Disclaimer: The following FinFET information comes from sessions and private discussions at the 50[SUP]th[/SUP] Design Automation Conference this month, not from Googling around and making foolish assumptions to support my stock positions.

Today the top fabless semiconductor companies have taped-out 20nm designs which will go into production in 2014. 20nm is now ramping, silicon IS correlating (working), I see no barriers to full production in 2014. TSMC estimated that 20nm revenue would start in Q2 2014 but my bet is they are being conservative by one quarter to appease Wall Street. Either way your iPhone6 will have TSMC 20nm Silicon next year, believe it.

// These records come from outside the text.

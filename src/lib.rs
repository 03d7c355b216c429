//! AI Ops Monitor Library
//!
//! This library provides tools to:
//! - Load SaaS-bot session logs from CSV
//! - Compute KPI snapshots: accuracy, escalation rate, response times
//! - Estimate monthly review loss per pricing tier
//! - Score churn risk with an additive heuristic (Enterprise)
//! - Render Markdown/JSON dashboards for a presentation layer
//! - Gate derived views by tier capability sets

pub mod analytics;
pub mod config;
pub mod error;
pub mod ingest;
pub mod session;
pub mod telemetry;
pub mod tier;

// Re-export common types
pub use analytics::{compute_snapshot, ChurnRisk, MetricsSnapshot, RiskBand};
pub use config::Config;
pub use error::{Error, Result};
pub use session::SessionRecord;
pub use tier::{Capability, Tier, TierConfig};

// Commands module uses re-exported types, so it must be declared after the re-exports
pub mod commands;
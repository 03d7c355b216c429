//! Session analytics module
//!
//! Provides:
//! - KPI snapshot computation over session logs
//! - Churn-risk heuristic scoring
//! - Markdown/JSON dashboard rendering

pub mod churn;
pub mod engine;
pub mod report;

pub use churn::{ChurnRisk, ChurnSignal, RiskBand};
pub use engine::{compute_snapshot, DailyAccuracy, ErrorTypeCount, MetricsSnapshot, StepAccuracy};
pub use report::render_markdown;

FinFETs are also ahead of schedule. Remember, the first version of FinFETs will use the 20nm process so delivering them in one year versus the standard two year new process technology launch is not unexpected or unrealistic to the experienced semiconductor professional. Consider 16nm to be a half node in regards to development time and delivery.

Today the 16/14nm version .5 PDKs (process design kits) are in use by the leading fabless semiconductor companies. The 1.0 PDKs will be released in October with tape-outs shortly thereafter. If the PDK change between version .5 and version 1.0 is minimal, tape-outs will happen in Q4 of 2013 with production/revenue STARTING one year later (just in time for the iPhone7). If the 1.0 PDK has significant changes tape-outs may be delayed to Q1 2014. Keep reading SemiWiki and you will be one of the first to know.

The other interesting FinFET news is that the foundries will most likely offer two versions of the 16/14nm process: a low power version and a version with more performance. From what I understand the transistor thresholds and pitches will be adjusted for performance. Not a big change but hopefully it will get an extra 10% or more speed-up for those who need it.

So again Seeking Alpha is publishing FinFALSE information to satisfy personal agendas of the Authors. Just my opinion of course.